Showing posts with label Tuning. Show all posts
Showing posts with label Tuning. Show all posts

Thursday 5 January 2017

ASH - Active Session History



Hmm .. .so one more topic in Performance tuning other than AWR is ASH

So, What is ASH ?

·        The data which is held in Buffer cache, It samples (Items selected at random from a population and used to test hypotheses about the population) the activity of each active database session every second.

·        The design goal is to keep about an hour (your mileage will vary).
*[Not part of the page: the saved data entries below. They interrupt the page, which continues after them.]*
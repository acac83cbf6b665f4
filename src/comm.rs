//! The differentiation-aware communicator and point-to-point operations.
//!
//! [`AdComm`] wraps a [`Substrate`] endpoint and mirrors its operations with
//! tape recording. Passive payloads pass straight through; active payloads
//! additionally allocate a replay handle holding the tape identifiers the
//! call touched, pushed onto the [`CommTape`] so the three sweeps can
//! re-execute or transpose the call.
//!
//! Derivative messages exchanged during forward and reverse sweeps carry
//! `count * vector_width` wire elements, element-major.

use std::cell::RefCell;
use std::rc::Rc;

use crate::buffer::{stats, AdjointBuffer, IndexBuffer, PrimalBuffer};
use crate::datatype::CommDatatype;
use crate::error::{Error, Result};
use crate::status::Status;
use crate::substrate::{Capabilities, Substrate};
use crate::tape::{CommTape, Index, ReplayAction};

/// A communicator endpoint with record/replay support.
///
/// Cloning gives another endpoint for the same rank, sharing the substrate.
#[derive(Clone)]
pub struct AdComm<S: Substrate> {
    substrate: S,
}

impl<S: Substrate> AdComm<S> {
    /// Wrap a substrate endpoint.
    pub fn new(substrate: S) -> Self {
        AdComm { substrate }
    }

    /// Rank of the calling process.
    pub fn rank(&self) -> i32 {
        self.substrate.rank()
    }

    /// Number of processes in the communicator.
    pub fn size(&self) -> i32 {
        self.substrate.size()
    }

    /// Feature set of the wrapped substrate.
    pub fn capabilities(&self) -> Capabilities {
        self.substrate.capabilities()
    }

    /// The wrapped substrate endpoint.
    pub fn substrate(&self) -> &S {
        &self.substrate
    }

    /// Barrier synchronization. Not recorded; a barrier carries no values.
    pub fn barrier(&self) -> Result<()> {
        self.substrate.barrier()
    }

    /// Block until a matching message is available, without consuming it.
    pub fn probe(&self, source: i32, tag: i32) -> Result<Status> {
        self.require(self.capabilities().probe, "probe")?;
        self.substrate.probe(source, tag)
    }

    /// Check for a matching message without blocking or consuming it.
    pub fn iprobe(&self, source: i32, tag: i32) -> Result<Option<Status>> {
        self.require(self.capabilities().probe, "probe")?;
        self.substrate.iprobe(source, tag)
    }

    pub(crate) fn require(&self, available: bool, what: &str) -> Result<()> {
        if available {
            Ok(())
        } else {
            Err(Error::NotSupported(what.to_string()))
        }
    }

    /// Blocking send of `buf` to `dest`.
    ///
    /// For active payloads under a recording tape this pushes a replay handle
    /// capturing the elements' tape identifiers.
    pub fn send<T: CommDatatype>(
        &self,
        tape: &mut CommTape,
        buf: &[T],
        dest: i32,
        tag: i32,
    ) -> Result<()> {
        let wire = wire_values(buf);
        tracing::trace!(dest, tag, count = buf.len(), "send");
        self.substrate.send(&wire, dest, tag)?;
        if needs_handle::<T>(tape) {
            let handle = SendHandle {
                substrate: self.substrate.clone(),
                indices: capture_indices(buf),
                dest,
                tag,
            };
            stats::handle_created();
            tape.push_op(Rc::new(RefCell::new(handle)));
        }
        Ok(())
    }

    /// Blocking receive into `buf`. Wildcards from
    /// [`ANY_SOURCE`](crate::ANY_SOURCE)/[`ANY_TAG`](crate::ANY_TAG) are
    /// pinned to the matched envelope for replay.
    pub fn recv<T: CommDatatype>(
        &self,
        tape: &mut CommTape,
        buf: &mut [T],
        source: i32,
        tag: i32,
    ) -> Result<Status> {
        let mut wire = vec![0.0; buf.len()];
        let status = self.substrate.recv(&mut wire, source, tag)?;
        tracing::trace!(source = status.source, tag = status.tag, count = status.count, "recv");
        if needs_handle::<T>(tape) {
            let indices = register_received(tape, buf, &wire);
            let handle = RecvHandle {
                substrate: self.substrate.clone(),
                indices,
                old_primals: None,
                source: status.source,
                tag: status.tag,
            };
            stats::handle_created();
            tape.push_op(Rc::new(RefCell::new(handle)));
        } else {
            write_wire(buf, &wire);
        }
        Ok(status)
    }
}

/// True when a call with payload type `T` must be recorded.
pub(crate) fn needs_handle<T: CommDatatype>(tape: &CommTape) -> bool {
    T::ACTIVE && tape.is_recording()
}

/// Wire representation of a payload slice.
pub(crate) fn wire_values<T: CommDatatype>(buf: &[T]) -> Vec<f64> {
    buf.iter().map(|x| x.to_wire()).collect()
}

/// Write received wire values back into the payload slice.
pub(crate) fn write_wire<T: CommDatatype>(buf: &mut [T], wire: &[f64]) {
    for (x, &v) in buf.iter_mut().zip(wire) {
        x.from_wire(v);
    }
}

/// Tape identifiers of an outgoing payload.
pub(crate) fn capture_indices<T: CommDatatype>(buf: &[T]) -> IndexBuffer {
    IndexBuffer::from_vec(buf.iter().map(|x| x.index()).collect())
}

/// Write received wire values into the payload and the tape, assigning a
/// fresh identifier to every element.
pub(crate) fn register_received<T: CommDatatype>(
    tape: &mut CommTape,
    buf: &mut [T],
    wire: &[f64],
) -> IndexBuffer {
    let mut indices = IndexBuffer::new(buf.len());
    for (i, (x, &v)) in buf.iter_mut().zip(wire).enumerate() {
        x.from_wire(v);
        let index = tape.register_value(v);
        x.set_index(index);
        indices[i] = index;
    }
    indices
}

/// Tape primal values of the recorded indices, in wire layout.
pub(crate) fn gather_primals(tape: &CommTape, indices: &[Index]) -> Vec<f64> {
    indices.iter().map(|&i| tape.primal(i)).collect()
}

/// Tangent values of the recorded indices, element-major over all directions.
pub(crate) fn gather_tangents(tape: &CommTape, indices: &[Index]) -> Vec<f64> {
    let w = tape.vector_width();
    let mut out = Vec::with_capacity(indices.len() * w);
    for &i in indices {
        for dir in 0..w {
            out.push(tape.tangent(i, dir));
        }
    }
    out
}

/// Adjoint values of the recorded indices, staged through an
/// [`AdjointBuffer`]. The tape slots are zeroed on extraction: the recorded
/// call overwrote these values, so their adjoints are consumed here.
pub(crate) fn take_adjoints(tape: &mut CommTape, indices: &[Index]) -> AdjointBuffer {
    let w = tape.vector_width();
    let mut buf = AdjointBuffer::new(indices.len(), w);
    for (e, &i) in indices.iter().enumerate() {
        for dir in 0..w {
            buf.element_mut(e)[dir] = tape.adjoint(i, dir);
            tape.set_adjoint(i, dir, 0.0);
        }
    }
    buf
}

/// Accumulate incoming adjoints into the recorded indices.
pub(crate) fn scatter_adjoints(tape: &mut CommTape, indices: &[Index], adjoints: &[f64]) {
    let w = tape.vector_width();
    for (e, &i) in indices.iter().enumerate() {
        for dir in 0..w {
            tape.update_adjoint(i, dir, adjoints[e * w + dir]);
        }
    }
}

/// Write received primal values into the tape, capturing the overwritten
/// values first when the tape asks for them.
pub(crate) fn replay_received(
    tape: &mut CommTape,
    indices: &[Index],
    wire: &[f64],
    old_primals: &mut Option<PrimalBuffer>,
) {
    if tape.old_primals_required() {
        *old_primals = Some(PrimalBuffer::from_vec(gather_primals(tape, indices)));
    }
    for (&i, &v) in indices.iter().zip(wire) {
        tape.set_primal(i, v);
    }
}

/// Restore primal values overwritten by a replayed receive.
pub(crate) fn restore_old_primals(
    tape: &mut CommTape,
    indices: &[Index],
    old_primals: &mut Option<PrimalBuffer>,
) {
    if let Some(old) = old_primals.take() {
        for (&i, &v) in indices.iter().zip(old.iter()) {
            tape.set_primal(i, v);
        }
    }
}

/// Recorded blocking send.
pub(crate) struct SendHandle<S: Substrate> {
    pub(crate) substrate: S,
    pub(crate) indices: IndexBuffer,
    pub(crate) dest: i32,
    pub(crate) tag: i32,
}

impl<S: Substrate> ReplayAction for SendHandle<S> {
    fn primal(&mut self, tape: &mut CommTape) -> Result<()> {
        let wire = gather_primals(tape, &self.indices);
        self.substrate.send(&wire, self.dest, self.tag)
    }

    fn forward(&mut self, tape: &mut CommTape) -> Result<()> {
        let wire = gather_tangents(tape, &self.indices);
        self.substrate.send(&wire, self.dest, self.tag)
    }

    fn reverse(&mut self, tape: &mut CommTape) -> Result<()> {
        let w = tape.vector_width();
        let mut incoming = vec![0.0; self.indices.len() * w];
        self.substrate.recv(&mut incoming, self.dest, self.tag)?;
        scatter_adjoints(tape, &self.indices, &incoming);
        Ok(())
    }
}

/// Recorded blocking receive. `source` and `tag` are the matched envelope's,
/// never wildcards.
pub(crate) struct RecvHandle<S: Substrate> {
    pub(crate) substrate: S,
    pub(crate) indices: IndexBuffer,
    pub(crate) old_primals: Option<PrimalBuffer>,
    pub(crate) source: i32,
    pub(crate) tag: i32,
}

impl<S: Substrate> ReplayAction for RecvHandle<S> {
    fn primal(&mut self, tape: &mut CommTape) -> Result<()> {
        let mut wire = vec![0.0; self.indices.len()];
        self.substrate.recv(&mut wire, self.source, self.tag)?;
        replay_received(tape, &self.indices, &wire, &mut self.old_primals);
        Ok(())
    }

    fn forward(&mut self, tape: &mut CommTape) -> Result<()> {
        let w = tape.vector_width();
        let mut wire = vec![0.0; self.indices.len() * w];
        self.substrate.recv(&mut wire, self.source, self.tag)?;
        for (e, &i) in self.indices.iter().enumerate() {
            for dir in 0..w {
                tape.set_tangent(i, dir, wire[e * w + dir]);
            }
        }
        Ok(())
    }

    fn reverse(&mut self, tape: &mut CommTape) -> Result<()> {
        let adjoints = take_adjoints(tape, &self.indices);
        self.substrate.send(&adjoints, self.source, self.tag)?;
        restore_old_primals(tape, &self.indices, &mut self.old_primals);
        Ok(())
    }
}

#[cfg(test)]
mod tests {
    use super::*;
    use crate::datatype::ActiveReal;
    use crate::tape::EntryKind;

    #[derive(Clone)]
    struct NullSubstrate;

    impl Substrate for NullSubstrate {
        fn rank(&self) -> i32 {
            0
        }
        fn size(&self) -> i32 {
            1
        }
        fn capabilities(&self) -> Capabilities {
            Capabilities {
                nonblocking: false,
                cancel: false,
                probe: false,
            }
        }
        fn barrier(&self) -> Result<()> {
            Ok(())
        }
        fn send(&self, _: &[f64], _: i32, _: i32) -> Result<()> {
            Ok(())
        }
        fn recv(&self, _: &mut [f64], _: i32, _: i32) -> Result<Status> {
            Ok(Status::empty())
        }
        fn probe(&self, _: i32, _: i32) -> Result<Status> {
            Err(Error::NotSupported("probe".into()))
        }
        fn iprobe(&self, _: i32, _: i32) -> Result<Option<Status>> {
            Err(Error::NotSupported("probe".into()))
        }
        fn bcast(&self, _: &mut [f64], _: i32) -> Result<()> {
            Ok(())
        }
        fn gather(&self, _: &[f64], _: &mut [f64], _: i32) -> Result<()> {
            Ok(())
        }
        fn gatherv(&self, _: &[f64], _: &mut [f64], _: &[i32], _: &[i32], _: i32) -> Result<()> {
            Ok(())
        }
        fn scatter(&self, _: &[f64], _: &mut [f64], _: i32) -> Result<()> {
            Ok(())
        }
        fn scatterv(&self, _: &[f64], _: &[i32], _: &[i32], _: &mut [f64], _: i32) -> Result<()> {
            Ok(())
        }
        fn allgather(&self, _: &[f64], _: &mut [f64]) -> Result<()> {
            Ok(())
        }
        fn reduce(
            &self,
            _: &[f64],
            _: &mut [f64],
            _: &crate::substrate::CombineFn,
            _: &[f64],
            _: i32,
        ) -> Result<()> {
            Ok(())
        }
        fn allreduce(
            &self,
            _: &[f64],
            _: &mut [f64],
            _: &crate::substrate::CombineFn,
            _: &[f64],
        ) -> Result<()> {
            Ok(())
        }
        fn isend(&self, _: &[f64], _: i32, _: i32) -> Result<crate::substrate::RequestId> {
            Err(Error::NotSupported("nonblocking".into()))
        }
        fn irecv(&self, _: usize, _: i32, _: i32) -> Result<crate::substrate::RequestId> {
            Err(Error::NotSupported("nonblocking".into()))
        }
        fn ibcast(
            &self,
            _: Option<&[f64]>,
            _: usize,
            _: i32,
        ) -> Result<crate::substrate::RequestId> {
            Err(Error::NotSupported("nonblocking".into()))
        }
        fn iallreduce(
            &self,
            _: &[f64],
            _: &crate::substrate::CombineFn,
            _: &[f64],
        ) -> Result<crate::substrate::RequestId> {
            Err(Error::NotSupported("nonblocking".into()))
        }
        fn wait(&self, _: crate::substrate::RequestId, _: &mut [f64]) -> Result<Status> {
            Err(Error::InvalidRequest)
        }
        fn ready(&self, _: crate::substrate::RequestId) -> Result<bool> {
            Err(Error::InvalidRequest)
        }
        fn cancel(&self, _: crate::substrate::RequestId) -> Result<()> {
            Err(Error::NotSupported("cancel".into()))
        }
    }

    #[test]
    fn passive_send_records_nothing() {
        let comm = AdComm::new(NullSubstrate);
        let mut tape = CommTape::new();
        tape.start_recording();
        let before = stats::snapshot();
        comm.send(&mut tape, &[1.0f64, 2.0], 0, 0).unwrap();
        let after = stats::snapshot();
        assert!(tape.entry_kinds().is_empty());
        assert_eq!(after.handles_created, before.handles_created);
        assert_eq!(after.buffers_created(), before.buffers_created());
    }

    #[test]
    fn active_send_records_one_op_entry() {
        let comm = AdComm::new(NullSubstrate);
        let mut tape = CommTape::new();
        tape.start_recording();
        let payload = [tape.register_input(1.0), tape.register_input(2.0)];
        comm.send(&mut tape, &payload, 0, 0).unwrap();
        assert_eq!(tape.entry_kinds(), vec![EntryKind::Op]);
    }

    #[test]
    fn recording_off_means_pass_through_even_for_active_payloads() {
        let comm = AdComm::new(NullSubstrate);
        let mut tape = CommTape::new();
        let payload = [tape.register_input(1.0)];
        let before = stats::snapshot();
        comm.send(&mut tape, &payload, 0, 0).unwrap();
        let after = stats::snapshot();
        assert!(tape.entry_kinds().is_empty());
        assert_eq!(after.handles_created, before.handles_created);
    }

    #[test]
    fn probe_without_capability_is_not_supported() {
        let comm = AdComm::new(NullSubstrate);
        assert!(matches!(comm.probe(0, 0), Err(Error::NotSupported(_))));
    }

    #[test]
    fn adjoint_extraction_zeroes_the_store() {
        let mut tape = CommTape::new();
        let x = tape.register_input(1.0);
        tape.set_adjoint(x.index(), 0, 5.0);
        let buf = take_adjoints(&mut tape, &[x.index()]);
        assert_eq!(buf.element(0), &[5.0]);
        assert_eq!(tape.adjoint(x.index(), 0), 0.0);
    }
}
·         If a session is not active it will not be sampled. The in-memory buffer is exposed via a view called v$active_session_history.

·        Active Session History (ASH) was introduced in Oracle 10g.


Note :
You can disable ash by setting the underscore parameter
SQL > alter system set “_ash_enable”=False;


Earlier I said that, if the session is not active it will not be sampled. In this regards, You can actually set a parameter as below

 SQL > alter system set “_ash_enable_all” = TRUE
to force all sessions, including idle sessions, to be sampled.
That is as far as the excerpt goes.